> **Your assignment**: Each line from the beginning of the data below through the line containing "pub mod model;" should be repeated exactly, please.

=== Data supplied ===

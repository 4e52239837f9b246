// src/config/mod.rs

//! Configuration loading and validation for sharepush.
//!
//! Responsibilities:
//! - Define the TOML-backed data model (`model.rs`).
//! - Load a config file from disk (`loader.rs`).
//! - Parse durations and check invariants (`validate.rs`).

pub mod duration;
pub mod loader;
pub mod model;
pub mod validate;

pub use duration::parse_duration;
pub use loader::{
    load_and_validate, load_from_path, load_from_str, DEFAULT_CONFIG_PATH,
    DEFAULT_CONFIG_TOML,
};
pub use model::{
    ConfigFile, DebounceSettings, DispatchSettings, NotifySection, PublishSettings,
    RawConfigFile, RawDebounceSection, RawDispatchSection, RawPublishSection, WatchSection,
};
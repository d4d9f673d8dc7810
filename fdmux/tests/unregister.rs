use fdmux::{Event, Handler, Pool, PoolBuilder};

use std::os::unix::io::RawFd;
use std::sync::{mpsc, Arc, Mutex};
use std::thread;
use std::time::Duration;

fn pipe() -> (RawFd, RawFd) {
    let mut fds = [0; 2];
    let rc = unsafe { libc::pipe2(fds.as_mut_ptr(), libc::O_CLOEXEC) };
    assert_eq!(rc, 0, "pipe2 failed");
    (fds[0], fds[1])
}

fn write_byte(fd: RawFd) {
    let buf = [1u8];
    let n = unsafe { libc::write(fd, buf.as_ptr() as *const libc::c_void, 1) };
    assert_eq!(n, 1, "write failed");
}

fn collector() -> (Handler, mpsc::Receiver<Event>) {
    let (tx, rx) = mpsc::channel();
    let tx = Mutex::new(tx);
    let handler: Handler = Arc::new(move |event| {
        let _ = tx.lock().unwrap().send(event);
    });
    (handler, rx)
}

fn start(pool: &Arc<Pool>) -> thread::JoinHandle<()> {
    let pool = pool.clone();
    thread::spawn(move || {
        pool.dispatch().expect("dispatch failed");
    })
}

fn drain(pool: &Arc<Pool>, dispatcher: thread::JoinHandle<()>) {
    pool.shutdown();
    pool.reconfigure_threads(0).expect("reconfigure failed");
    dispatcher.join().expect("dispatcher thread panicked");
}

#[test]
fn test_unregister_stops_delivery() {
    let pool = PoolBuilder::new().worker_threads(2).build().expect("build failed");
    let dispatcher = start(&pool);

    let (r, w) = pipe();
    let (handler, events) = collector();
    let handle = pool
        .register(r, Some(true), None, false, handler)
        .expect("register failed");

    pool.unregister(handle, r).expect("unregister failed");

    write_byte(w);
    assert!(
        events.recv_timeout(Duration::from_millis(300)).is_err(),
        "event delivered after unregister"
    );

    drain(&pool, dispatcher);
    unsafe {
        libc::close(r);
        libc::close(w);
    }
}

#[test]
fn test_slot_reuse_bumps_generation() {
    let pool = PoolBuilder::new().worker_threads(1).build().expect("build failed");
    let dispatcher = start(&pool);

    let (r1, w1) = pipe();
    let (r2, w2) = pipe();

    let (first_handler, first_events) = collector();
    let first = pool
        .register(r1, Some(true), None, false, first_handler)
        .expect("register failed");

    write_byte(w1);
    let fired = first_events
        .recv_timeout(Duration::from_secs(5))
        .expect("no event for the first registration");
    assert_eq!(fired.fd, r1);

    pool.unregister(first, r1).expect("unregister failed");
    // Give the worker time to release its dispatch reference so the slot
    // is reclaimed and the next registration reuses it.
    thread::sleep(Duration::from_millis(100));

    let (second_handler, second_events) = collector();
    let second = pool
        .register(r2, Some(true), None, false, second_handler)
        .expect("register failed");
    assert_eq!(second, first, "the freed slot should be reused first");

    write_byte(w2);
    let refired = second_events
        .recv_timeout(Duration::from_secs(5))
        .expect("no event for the second registration");
    assert_eq!(refired.fd, r2);
    assert!(
        refired.gen > fired.gen,
        "generation must increase across slot reuse"
    );

    assert!(
        first_events.recv_timeout(Duration::from_millis(200)).is_err(),
        "the first registration's handler fired for the reused slot"
    );

    pool.unregister(second, r2).expect("unregister failed");
    drain(&pool, dispatcher);
    unsafe {
        libc::close(r1);
        libc::close(w1);
        libc::close(r2);
        libc::close(w2);
    }
}

#[test]
fn test_unregister_close_closes_descriptor() {
    let pool = PoolBuilder::new().worker_threads(1).build().expect("build failed");
    let dispatcher = start(&pool);

    let (r, w) = pipe();
    let handler: Handler = Arc::new(|_| {});
    let handle = pool
        .register(r, Some(true), None, false, handler)
        .expect("register failed");

    // No event ever fired, so the registration holds the only references
    // and the close happens before unregister_close returns.
    pool.unregister_close(handle, r).expect("unregister_close failed");

    let rc = unsafe { libc::fcntl(r, libc::F_GETFD) };
    assert_eq!(rc, -1, "descriptor should be closed");
    assert_eq!(
        std::io::Error::last_os_error().raw_os_error(),
        Some(libc::EBADF)
    );

    drain(&pool, dispatcher);
    unsafe { libc::close(w) };
}
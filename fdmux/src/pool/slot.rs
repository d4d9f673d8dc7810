//! Two-level registration table.
//!
//! Bookkeeping for armed descriptors lives in fixed-size buckets that are
//! allocated lazily and never freed before the pool drops. A registration's
//! handle is `bucket * SLOTS_PER_TABLE + offset`, so handles stay stable
//! while the table grows.
//!
//! Slots are reused, not deleted: every (un)registration and reuse bumps the
//! slot's generation counter, which is how stale event deliveries are told
//! apart from the slot's current identity.
//!
//! Locking: bucket allocation and slot (de)allocation run under the pool
//! mutex; per-slot state is guarded by the slot's own mutex. The order is
//! always pool mutex before slot lock, never the reverse.

use std::os::unix::io::RawFd;
use std::sync::atomic::{AtomicI64, AtomicUsize, Ordering};
use std::sync::{Mutex, MutexGuard, OnceLock};

use crate::event::Handler;

/// Maximum number of outer buckets.
pub(crate) const TABLES: usize = 1024;

/// Slots per bucket. `TABLES * SLOTS_PER_TABLE` bounds the number of
/// concurrent registrations.
pub(crate) const SLOTS_PER_TABLE: usize = 1024;

/// Mutable bookkeeping for one registration, guarded by the slot mutex.
pub(crate) struct SlotState {
    /// The registered descriptor, or `-1` while the slot is free.
    pub(crate) fd: RawFd,

    /// Generation counter, bumped on every (un)registration and reuse.
    pub(crate) gen: u32,

    /// Desired kernel readiness mask for the next arming.
    pub(crate) events: u32,

    /// The registration's callback.
    pub(crate) handler: Option<Handler>,

    /// Close `fd` when the last reference drops.
    pub(crate) do_close: bool,

    /// Non-zero while a worker owns exclusive dispatch rights.
    pub(crate) in_handler: u32,

    /// Set after an error/hangup delivery; further error events are
    /// suppressed until unregistration.
    pub(crate) handled_error: bool,

    /// The registration is on the pool's poller-death registry.
    pub(crate) notify_poller_death: bool,
}

impl SlotState {
    fn free() -> Self {
        Self {
            fd: -1,
            gen: 0,
            events: 0,
            handler: None,
            do_close: false,
            in_handler: 0,
            handled_error: false,
            notify_poller_death: false,
        }
    }
}

/// One registration slot: an atomic reference count plus locked state.
///
/// The reference count tracks every holder of the slot outside the table:
/// the registration itself, workers mid-dispatch, and pending poller-death
/// notifications. The slot is reclaimed only when the count reaches zero.
pub(crate) struct Slot {
    refs: AtomicI64,
    state: Mutex<SlotState>,
}

impl Slot {
    fn new() -> Self {
        Self {
            refs: AtomicI64::new(0),
            state: Mutex::new(SlotState::free()),
        }
    }

    pub(crate) fn lock(&self) -> MutexGuard<'_, SlotState> {
        self.state.lock().unwrap()
    }

    pub(crate) fn ref_inc(&self) {
        self.refs.fetch_add(1, Ordering::AcqRel);
    }

    /// Drops one reference and returns the remaining count.
    pub(crate) fn ref_dec(&self) -> i64 {
        self.refs.fetch_sub(1, Ordering::AcqRel) - 1
    }
}

/// A lazily-allocated bucket of slots.
pub(crate) struct SlotBucket {
    slots: Box<[Slot]>,

    /// Occupied-slot count; mutated under the pool mutex only.
    used: AtomicUsize,
}

impl SlotBucket {
    fn new() -> Self {
        let slots: Vec<Slot> = (0..SLOTS_PER_TABLE).map(|_| Slot::new()).collect();
        Self {
            slots: slots.into_boxed_slice(),
            used: AtomicUsize::new(0),
        }
    }
}

/// The two-level registration table.
///
/// Lookup by handle is lock-free; bucket allocation happens at most once
/// per outer index, under the pool mutex.
pub(crate) struct SlotTable {
    buckets: [OnceLock<Box<SlotBucket>>; TABLES],
}

impl SlotTable {
    /// Creates the table with the first bucket pre-allocated.
    pub(crate) fn new() -> Self {
        let table = Self {
            buckets: std::array::from_fn(|_| OnceLock::new()),
        };
        table.buckets[0].get_or_init(|| Box::new(SlotBucket::new()));
        table
    }

    /// Allocates a free slot for `fd` and returns its handle.
    ///
    /// Scans buckets in order, allocating a new bucket when every existing
    /// one is full; returns `None` once all `TABLES` buckets are exhausted.
    /// The slot is returned holding one reference, which belongs to the
    /// registration. The previous generation is preserved and bumped so the
    /// reused slot is distinguishable from its prior identity.
    ///
    /// Caller must hold the pool mutex.
    pub(crate) fn alloc(&self, fd: RawFd, notify_poller_death: bool) -> Option<(u32, &Slot)> {
        for (table_idx, cell) in self.buckets.iter().enumerate() {
            let bucket = cell.get_or_init(|| Box::new(SlotBucket::new()));

            if bucket.used.load(Ordering::Relaxed) == SLOTS_PER_TABLE {
                continue;
            }

            for (offset, slot) in bucket.slots.iter().enumerate() {
                let mut state = slot.lock();
                if state.fd != -1 {
                    continue;
                }

                // Wipe everything except the generation, which is bumped.
                let gen = state.gen;
                *state = SlotState::free();
                state.fd = fd;
                state.gen = gen.wrapping_add(1);
                state.notify_poller_death = notify_poller_death;
                drop(state);

                slot.ref_inc();
                bucket.used.fetch_add(1, Ordering::Relaxed);

                return Some(((table_idx * SLOTS_PER_TABLE + offset) as u32, slot));
            }
        }

        None
    }

    /// Looks up a slot by handle, taking a reference on it.
    ///
    /// Returns `None` for out-of-range handles and for buckets that were
    /// never allocated. The caller owns one reference on success and must
    /// release it through the pool.
    pub(crate) fn get(&self, idx: u32) -> Option<&Slot> {
        let table_idx = idx as usize / SLOTS_PER_TABLE;
        let offset = idx as usize % SLOTS_PER_TABLE;

        if table_idx >= TABLES {
            return None;
        }

        let bucket = self.buckets[table_idx].get()?;
        let slot = &bucket.slots[offset];
        slot.ref_inc();
        Some(slot)
    }

    /// Returns a slot to the free state for reuse.
    ///
    /// Bumps the generation so any still-pending dispatch for the old
    /// identity is filtered, and clears everything else.
    ///
    /// Caller must hold the pool mutex.
    pub(crate) fn dealloc(&self, idx: u32) {
        let table_idx = idx as usize / SLOTS_PER_TABLE;
        let offset = idx as usize % SLOTS_PER_TABLE;

        let bucket = match self.buckets.get(table_idx).and_then(|c| c.get()) {
            Some(bucket) => bucket,
            None => return,
        };

        let slot = &bucket.slots[offset];
        let mut state = slot.lock();
        let fd = state.fd;
        let gen = state.gen;
        *state = SlotState::free();
        state.gen = gen.wrapping_add(1);
        drop(state);

        if fd != -1 {
            bucket.used.fetch_sub(1, Ordering::Relaxed);
        }
    }
}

===

> **Answer to this problem**:
repository 4e52239837f9b246
// src/config/mod.rs

//! Configuration loading and validation for sharepush.
//!
//! Responsibilities:
//! - Define the TOML-backed data model (`model.rs`).
//! - Load a config file from disk (`loader.rs`).
//! - Parse durations and check invariants (`validate.rs`).

pub mod duration;
pub mod loader;
pub mod model;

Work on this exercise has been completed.